Other industries heavily cited by states as sources of newly unemployed workers include healthcare and social assistance, arts, entertainment and recreation, transportation and warehousing, and manufacturing.

Some economists warned that some of the job losses stemming from the coronavirus outbreak could endure long after the crisis has passed.

“We would be amazed if it [the US unemployment rate] didn’t exceed 10 percent by May, if not April,” Paul Ashworth, US chief economist at Capital Economics, wrote in a note to clients. “There will be a very significant drop back in unemployment when the number of new coronavirus infections fall and the economy begins to reopen, but it won’t reverse all of these losses. The unemployment rate could remain elevated for years.”

But investors choose to shrug off negative sentiment and focus instead on the Senate’s unanimous passage of a massive coronavirus relief package on Wednesday. The legislation now heads to the US House of Representatives for a vote on Friday. 

The bill contains a slew of measures to help industries, businesses and workers offset the sudden and deep financial hit as coronavirus containment measures have ground entire sectors of the US economy to a halt.

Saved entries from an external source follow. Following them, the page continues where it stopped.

//! Animation asset description: source bytes, decoded identity, cache and play policy.
//!
//! **Why**: Decoded pixels depend on the target size and backing scale, so the
//! key that identifies shared/persisted frames must carry both. Assets are
//! immutable; resizing produces a new asset with a derived key.
//!
//! **Used by**: PlayerSession (start/update_resolution), DecodeWorker (raster size),
//! DiskFrameStore (file naming, expiry)

use std::fmt;
use std::io::Read;
use std::sync::Arc;
use std::time::Duration;

use flate2::read::GzDecoder;
use serde::{Deserialize, Serialize};

use crate::entities::frame::bytes_per_row;
use crate::error::AssetOpenError;

/// Ceiling for decompressed Lottie JSON (8 MiB).
pub const MAX_DECOMPRESSED_SIZE: u64 = 8 * 1024 * 1024;

const GZIP_MAGIC: [u8; 2] = [0x1f, 0x8b];

/// Underlying media identity, independent of render size.
#[derive(Debug, Clone, PartialEq, Eq, Hash, Serialize, Deserialize)]
pub enum AnimationSource {
    /// Downloaded media addressed by namespace + id
    Media { namespace: i32, id: i64 },
    /// Asset shipped with the application
    Bundle(String),
}

/// Stable identity of one decoded animation at a specific size/backing scale.
///
/// Distinct sizes yield distinct keys and therefore independent caches.
#[derive(Debug, Clone, PartialEq, Eq, Hash, Serialize, Deserialize)]
pub struct AnimationKey {
    pub source: AnimationSource,
    /// Logical width in points
    pub width: u32,
    /// Logical height in points
    pub height: u32,
    /// Resolution multiplier used for rasterization
    pub backing_scale: u32,
    /// Frames are reflected horizontally after rasterization
    pub mirror: bool,
}

impl AnimationKey {
    pub fn new(source: AnimationSource, width: u32, height: u32) -> Self {
        Self {
            source,
            width,
            height,
            backing_scale: 1,
            mirror: false,
        }
    }

    pub fn with_backing_scale(&self, backing_scale: u32) -> Self {
        Self {
            backing_scale: backing_scale.max(1),
            ..self.clone()
        }
    }

    pub fn with_size(&self, width: u32, height: u32) -> Self {
        Self {
            width,
            height,
            ..self.clone()
        }
    }

    pub fn with_mirror(&self, mirror: bool) -> Self {
        Self {
            mirror,
            ..self.clone()
        }
    }

    /// Rasterized width in pixels
    pub fn pixel_width(&self) -> usize {
        self.width as usize * self.backing_scale as usize
    }

    /// Rasterized height in pixels
    pub fn pixel_height(&self) -> usize {
        self.height as usize * self.backing_scale as usize
    }

    /// File-system safe name, stable across runs. Used for disk store files.
    pub fn cache_name(&self) -> String {
        let source = match &self.source {
            AnimationSource::Media { namespace, id } => format!("{}-{}", namespace, id),
            AnimationSource::Bundle(name) => name
                .chars()
                .map(|c| if c.is_ascii_alphanumeric() || c == '_' { c } else { '_' })
                .collect(),
        };
        let mirror = if self.mirror { "-mirror" } else { "" };
        format!(
            "animation-{}-{}x{}@{}{}",
            source, self.width, self.height, self.backing_scale, mirror
        )
    }
}

impl fmt::Display for AnimationKey {
    fn fmt(&self, f: &mut fmt::Formatter<'_>) -> fmt::Result {
        f.write_str(&self.cache_name())
    }
}

/// Disk persistence policy for decoded frames.
#[derive(Debug, Clone, Copy, PartialEq, Eq, Default, Serialize, Deserialize)]
pub enum CachePolicy {
    /// Decoded frames live only in memory
    #[default]
    None,
    /// Frames are persisted and considered valid for the given duration
    PersistTemporary(Duration),
}

impl CachePolicy {
    /// One hour, for inline chat animations
    pub const CHAT_TTL: Duration = Duration::from_secs(3_600);
    /// Three days, for thumbnails
    pub const THUMB_TTL: Duration = Duration::from_secs(259_200);
    /// Effect animations
    pub const EFFECT_TTL: Duration = Duration::from_secs(241_920);

    pub fn ttl(&self) -> Option<Duration> {
        match self {
            CachePolicy::None => None,
            CachePolicy::PersistTemporary(ttl) => Some(*ttl),
        }
    }
}

/// When playback stops.
#[derive(Debug, Clone, Copy, PartialEq, Eq, Default, Serialize, Deserialize)]
pub enum PlayPolicy {
    /// Wrap to the start frame forever
    #[default]
    Loop,
    /// Play the range once, settle on the last frame
    Once,
    /// Stop after this many complete loops
    PlayCount(u32),
    /// Stop after this many delivered frames
    FramesCount(u32),
    /// Stop on the first delivered frame at or past this index
    OnceToFrame(i32),
    /// Loop over `range` (`[start, end)`), entering it at `first_start`
    LoopAt { first_start: Option<i32>, range: (i32, i32) },
    /// Play once from this frame to the end
    ToEnd(i32),
}

impl PlayPolicy {
    /// True when playback never stops on its own
    pub fn loops_forever(&self) -> bool {
        matches!(self, PlayPolicy::Loop | PlayPolicy::LoopAt { .. })
    }
}

/// Compressed animation plus everything needed to decode and present it.
///
/// Immutable once constructed. Cloning is cheap (source bytes are shared).
#[derive(Clone)]
pub struct AnimationAsset {
    source: Arc<[u8]>,
    key: AnimationKey,
    cache: CachePolicy,
    play_policy: PlayPolicy,
    max_fps: u32,
}

impl fmt::Debug for AnimationAsset {
    fn fmt(&self, f: &mut fmt::Formatter<'_>) -> fmt::Result {
        f.debug_struct("AnimationAsset")
            .field("key", &self.key)
            .field("source_len", &self.source.len())
            .field("cache", &self.cache)
            .field("play_policy", &self.play_policy)
            .field("max_fps", &self.max_fps)
            .finish()
    }
}

impl AnimationAsset {
    /// Create asset with defaults: no disk cache, looping, 60 fps cap.
    pub fn new(source: impl Into<Arc<[u8]>>, key: AnimationKey) -> Self {
        Self {
            source: source.into(),
            key,
            cache: CachePolicy::None,
            play_policy: PlayPolicy::Loop,
            max_fps: 60,
        }
    }

    pub fn with_cache_policy(mut self, cache: CachePolicy) -> Self {
        self.cache = cache;
        self
    }

    pub fn with_play_policy(mut self, play_policy: PlayPolicy) -> Self {
        self.play_policy = play_policy;
        self
    }

    pub fn with_max_fps(mut self, max_fps: u32) -> Self {
        self.max_fps = max_fps.max(1);
        self
    }

    /// New asset for a different backing scale. Source bytes are shared.
    pub fn with_backing_scale(&self, backing_scale: u32) -> Self {
        Self {
            key: self.key.with_backing_scale(backing_scale),
            ..self.clone()
        }
    }

    /// New asset for a different logical size. Source bytes are shared.
    pub fn with_size(&self, width: u32, height: u32) -> Self {
        Self {
            key: self.key.with_size(width, height),
            ..self.clone()
        }
    }

    pub fn source(&self) -> &[u8] {
        &self.source
    }

    pub fn key(&self) -> &AnimationKey {
        &self.key
    }

    pub fn cache_policy(&self) -> CachePolicy {
        self.cache
    }

    pub fn play_policy(&self) -> PlayPolicy {
        self.play_policy
    }

    pub fn max_fps(&self) -> u32 {
        self.max_fps
    }

    /// Size in bytes of one rasterized frame (rows padded to 32 bytes).
    pub fn frame_buffer_len(&self) -> usize {
        self.key.pixel_height() * bytes_per_row(self.key.pixel_width())
    }

    /// Source bytes with gzip container removed (`.tgs` stickers are gzip'd JSON).
    ///
    /// Non-gzip data is returned as-is. Gzip data that fails to inflate is an error.
    pub fn decompressed(&self) -> Result<Vec<u8>, AssetOpenError> {
        if self.source.is_empty() {
            return Err(AssetOpenError::Empty);
        }
        if !self.source.starts_with(&GZIP_MAGIC) {
            return Ok(self.source.to_vec());
        }

        let mut out = Vec::new();
        GzDecoder::new(&self.source[..])
            .take(MAX_DECOMPRESSED_SIZE)
            .read_to_end(&mut out)
            .map_err(AssetOpenError::Decompress)?;
        if out.is_empty() {
            return Err(AssetOpenError::Empty);
        }
        Ok(out)
    }
}

#[cfg(test)]
mod tests {
    use super::*;
    use flate2::Compression;
    use flate2::write::GzEncoder;
    use std::io::Write;

    fn key() -> AnimationKey {
        AnimationKey::new(AnimationSource::Media { namespace: 1, id: 42 }, 100, 50)
    }

    #[test]
    fn test_derived_key_differs_by_scale() {
        let asset = AnimationAsset::new(b"{}".to_vec(), key());
        let scaled = asset.with_backing_scale(2);

        assert_ne!(asset.key(), scaled.key());
        assert_eq!(asset.key().backing_scale, 1);
        assert_eq!(scaled.key().pixel_width(), 200);
        assert_eq!(scaled.key().pixel_height(), 100);
        assert_eq!(scaled.source(), asset.source());
    }

    #[test]
    fn test_resized_asset_gets_new_key() {
        let asset = AnimationAsset::new(b"{}".to_vec(), key()).with_play_policy(PlayPolicy::Once);
        let resized = asset.with_size(40, 40);

        assert_ne!(asset.key(), resized.key());
        assert_eq!((resized.key().width, resized.key().height), (40, 40));
        assert_eq!(resized.key().source, asset.key().source);
        assert_eq!(resized.play_policy(), PlayPolicy::Once);
        assert_eq!(asset.key().width, 100);
    }

    #[test]
    fn test_cache_name_is_fs_safe() {
        let k = AnimationKey::new(AnimationSource::Bundle("intro/logo.json".into()), 64, 64)
            .with_backing_scale(2)
            .with_mirror(true);
        assert_eq!(k.cache_name(), "animation-intro_logo_json-64x64@2-mirror");
        assert_eq!(key().cache_name(), "animation-1-42-100x50@1");
    }

    #[test]
    fn test_decompress_gzip_and_raw() {
        let json = br#"{"fr":30,"ip":0,"op":30,"w":10,"h":10}"#;
        let mut enc = GzEncoder::new(Vec::new(), Compression::default());
        enc.write_all(json).unwrap();
        let gz = enc.finish().unwrap();

        let gz_asset = AnimationAsset::new(gz, key());
        assert_eq!(gz_asset.decompressed().unwrap(), json.to_vec());

        let raw_asset = AnimationAsset::new(json.to_vec(), key());
        assert_eq!(raw_asset.decompressed().unwrap(), json.to_vec());
    }

    #[test]
    fn test_decompress_rejects_empty_and_corrupt() {
        let empty = AnimationAsset::new(Vec::new(), key());
        assert!(matches!(empty.decompressed(), Err(AssetOpenError::Empty)));

        let corrupt = AnimationAsset::new(vec![0x1f, 0x8b, 0x08, 0xff, 0x00], key());
        assert!(matches!(corrupt.decompressed(), Err(AssetOpenError::Decompress(_))));
    }

    #[test]
    fn test_frame_buffer_len_padded() {
        // 100px * 4 bytes = 400, padded to 416
        let asset = AnimationAsset::new(b"{}".to_vec(), key());
        assert_eq!(asset.frame_buffer_len(), 50 * 416);
    }
}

Federal Reserve chairman Jerome Powell tried to put the slowdown into perspective on Thursday, telling NBC News that the economy will likely pick up in the second half of the year. “We know that economic activity will decline probably substantially in the second quarter, but I think many expect and I would expect economic activity to resume and move back up in the second half of the year,” Powell said.